DEI: menos discurso, mais infraestrutura

A agenda de Diversidade, Equidade e Inclusão passa por uma mudança de paradigma:

  • Políticas formais sobem de 24,4% para 28,6%;
  • Políticas informais crescem de 8,5% para 14,3%;
  • Programas em desenvolvimento caem de 20,7% para 11,9%.

A tendência é que DEI seja integrada diretamente à performance, e não tratada como ação reputacional.

“Diversidade é escala. Homogeneidade é escassez. Empresas que integrarem inclusão aos processos crescerão mais”, afirma Spolaor.

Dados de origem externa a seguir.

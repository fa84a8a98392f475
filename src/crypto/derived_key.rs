//! src/crypto/derived_key.rs
//! Ephemeral password-derived key, scoped to one encrypt/decrypt call.
//!
//! Key sizes are bounded by [`MAX_KEY_SIZE`], so the bytes live on the stack
//! in a secure-gate buffer. Dropping the value wipes it, which covers every
//! exit path of the call that owns it, early `?` returns and unwinding included.

use crate::aliases::{KeyBuffer32, Password};
use crate::consts::MAX_KEY_SIZE;
use crate::crypto::kdf::legacy::{derive_into, HashType};
use crate::error::PemcryptError;
use zeroize::Zeroize;

#[cfg(test)]
thread_local! {
    /// Number of keys wiped on this thread.
    pub(crate) static WIPES: std::cell::Cell<usize> = const { std::cell::Cell::new(0) };
}

/// Key material produced by the legacy KDF. Not `Clone`; never leaves the call.
pub(crate) struct DerivedKey {
    bytes: KeyBuffer32,
    len: usize,
}

impl DerivedKey {
    /// Run the KDF and return the finished key.
    ///
    /// On failure no `DerivedKey` exists, and the scratch buffer is wiped
    /// by its own drop.
    pub(crate) fn derive(
        password: &Password,
        salt: &[u8],
        key_size: usize,
        hash: HashType,
    ) -> Result<Self, PemcryptError> {
        if key_size > MAX_KEY_SIZE {
            return Err(PemcryptError::InvalidArgument(format!(
                "key size {key_size} exceeds {MAX_KEY_SIZE}"
            )));
        }

        let mut key = Self {
            bytes: KeyBuffer32::new([0u8; MAX_KEY_SIZE]),
            len: key_size,
        };
        derive_into(
            password.expose_secret(),
            salt,
            hash,
            &mut key.bytes.expose_secret_mut()[..key_size],
        )?;
        Ok(key)
    }

    #[inline]
    pub(crate) fn expose_secret(&self) -> &[u8] {
        &self.bytes.expose_secret()[..self.len]
    }

    fn wipe(&mut self) {
        self.bytes.expose_secret_mut().zeroize();
        self.len = 0;
        #[cfg(test)]
        WIPES.with(|w| w.set(w.get() + 1));
    }
}

impl Drop for DerivedKey {
    fn drop(&mut self) {
        self.wipe();
    }
}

Saúde integral: com a NR-1, o tema deixa de ser opcional

Com a atualização da NR-01, saúde integral — incluindo riscos psicossociais — passa a fazer parte da agenda regulatória das empresas. Ainda assim, quase 40% das organizações operam abaixo do patamar mínimo esperado.

Apenas 4,67% conseguem monitorar dados completos e conectar saúde diretamente à estratégia.

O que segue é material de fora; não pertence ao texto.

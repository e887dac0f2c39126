//! qlogit Benchmark CLI
//!
//! Times scalar, vectorized f32 and Q8.8 inference and SGD for each feature
//! size and writes `Inference_Benchmark.json` / `SGD_Benchmark.json`.
//!
//! # Usage
//!
//! ```bash
//! # Both benchmarks with defaults (or QLOGIT_* environment overrides)
//! qlogit-bench all
//!
//! # Inference only, larger vectors, fewer iterations
//! qlogit-bench inference --sizes 1024,4096 --iterations 10000
//! ```

use std::collections::BTreeMap;
use std::path::PathBuf;

use anyhow::Result;
use clap::{Args, Parser, Subcommand};
use tracing_subscriber::{layer::SubscriberExt, util::SubscriberInitExt};

use qlogit_harness::{
    run_inference_bench, run_sgd_bench, write_json_report, BenchConfig, INFERENCE_REPORT_FILE,
    SGD_REPORT_FILE,
};

#[derive(Parser)]
#[command(name = "qlogit-bench")]
#[command(version)]
#[command(about = "Benchmark Q8.8 and f32 logistic kernels against scalar code")]
struct Cli {
    #[command(subcommand)]
    command: Commands,
}

#[derive(Subcommand)]
enum Commands {
    /// Benchmark the three inference paths
    Inference(BenchArgs),

    /// Benchmark the SGD weight update
    Sgd(BenchArgs),

    /// Run both benchmarks
    All(BenchArgs),
}

#[derive(Args)]
struct BenchArgs {
    /// Comma-separated feature counts
    #[arg(short, long, value_delimiter = ',')]
    sizes: Option<Vec<usize>>,

    /// Recorded iterations per feature count
    #[arg(short, long)]
    iterations: Option<usize>,

    /// Calls per timed measurement
    #[arg(short, long)]
    reps: Option<usize>,

    /// Unrecorded warmup iterations
    #[arg(short, long)]
    warmup: Option<usize>,

    /// Learning rate for the SGD benchmark
    #[arg(long)]
    learning_rate: Option<f32>,

    /// Input generator seed
    #[arg(long)]
    seed: Option<u64>,

    /// Directory for the JSON reports
    #[arg(short, long)]
    output_dir: Option<PathBuf>,
}

impl BenchArgs {
    fn apply(self, mut config: BenchConfig) -> BenchConfig {
        if let Some(sizes) = self.sizes {
            config.feature_sizes = sizes;
        }
        if let Some(iterations) = self.iterations {
            config.iterations = iterations;
        }
        if let Some(reps) = self.reps {
            config.reps = reps;
        }
        if let Some(warmup) = self.warmup {
            config.warmup = warmup;
        }
        if let Some(lr) = self.learning_rate {
            config.learning_rate = lr;
        }
        if let Some(seed) = self.seed {
            config.seed = seed;
        }
        if let Some(dir) = self.output_dir {
            config.output_dir = dir;
        }
        config
    }
}

fn inference(config: &BenchConfig) -> Result<()> {
    let mut reports = BTreeMap::new();
    for &n in &config.feature_sizes {
        let report = run_inference_bench(n, config)?;
        tracing::info!(
            n,
            backend = %report.backend,
            scalar_p95_ns = report.scalar_f32_latency_ns.p95,
            f32_p95_ns = report.vector_f32_latency_ns.p95,
            q8_8_p95_ns = report.vector_q8_8_latency_ns.p95,
            q8_8_mean_error = report.vector_q8_8_error.mean,
            "Q8.8 vs scalar: {}",
            report.q8_8_vs_scalar
        );
        reports.insert(n, report);
    }
    write_json_report(&config.output_dir.join(INFERENCE_REPORT_FILE), &reports)?;
    Ok(())
}

fn sgd(config: &BenchConfig) -> Result<()> {
    let mut reports = BTreeMap::new();
    for &n in &config.feature_sizes {
        let report = run_sgd_bench(n, config)?;
        tracing::info!(
            n,
            backend = %report.backend,
            scalar_p95_ns = report.scalar_f32_latency_ns.p95,
            vector_p95_ns = report.vector_f32_latency_ns.p95,
            mean_drift = report.vector_f32_error.mean,
            "Vector SGD vs scalar: {}",
            report.f32_vs_scalar
        );
        reports.insert(n, report);
    }
    write_json_report(&config.output_dir.join(SGD_REPORT_FILE), &reports)?;
    Ok(())
}

fn main() -> Result<()> {
    tracing_subscriber::registry()
        .with(
            tracing_subscriber::EnvFilter::try_from_default_env()
                .unwrap_or_else(|_| "qlogit_harness=info,qlogit_bench=info".into()),
        )
        .with(tracing_subscriber::fmt::layer())
        .init();

    let cli = Cli::parse();

    let (args, run_inference, run_sgd) = match cli.command {
        Commands::Inference(args) => (args, true, false),
        Commands::Sgd(args) => (args, false, true),
        Commands::All(args) => (args, true, true),
    };

    let config = args.apply(BenchConfig::from_env());
    config.validate()?;
    std::fs::create_dir_all(&config.output_dir)?;

    tracing::info!("qlogit-bench v{}", env!("CARGO_PKG_VERSION"));
    tracing::info!(
        sizes = ?config.feature_sizes,
        iterations = config.iterations,
        reps = config.reps,
        "Output directory: {:?}",
        config.output_dir
    );

    if run_sgd {
        sgd(&config)?;
    }
    if run_inference {
        inference(&config)?;
    }

    Ok(())
}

“A NR-1 é, hoje, uma resposta de socorro para um cenário de adoecimento coletivo, principalmente ligado à saúde mental”, afirma Yara Leal Girasole, advogada trabalhista e sócia do PK Advogados, especializada na área desde 2008.

O aumento expressivo dos afastamentos por ansiedade, depressão e burnout — muitos já reconhecidos como doenças ocupacionais pelo INSS — pressionou o poder público a ampliar a visão sobre segurança no trabalho, antes restrita quase exclusivamente aos acidentes físicos, afirma a advogada.

“A Constituição de 1988 já dizia que o empregador tem obrigação de oferecer um ambiente de trabalho seguro. Mas, por muito tempo, isso foi interpretado só pelo ponto de vista físico. Agora, a NR-1 regulamenta de forma mais clara a saúde mental".

Veja também: NR-1: advogada trabalhista explica como empresas irão responder à norma em 2026

Quatro mensagens centrais para o RH que quer liderar 2026

O estudo sintetiza sua visão em quatro imperativos:

  1. IA sem governança vira custo; com governança, vira vantagem competitiva.
  2. Desenvolvimento não é benefício: é infraestrutura de sobrevivência.
  3. A estrutura de RH precisa ser redesenhada com dados, tecnologia e clareza de papéis.
  4. Retenção depende de liderança, carreira, saúde integral, flexibilidade — e salário.

Para Cris Mendes, CEO da Chiefs.Group, a nova era do RH passa por essas mudanças e uma atenção especial à cultura.

“O RH está passando por uma reengenharia silenciosa. Quem integrar estrutura, dados, tecnologia, cultura e flexibilidade terá vantagem competitiva sustentável. As demais continuarão operando no escuro”.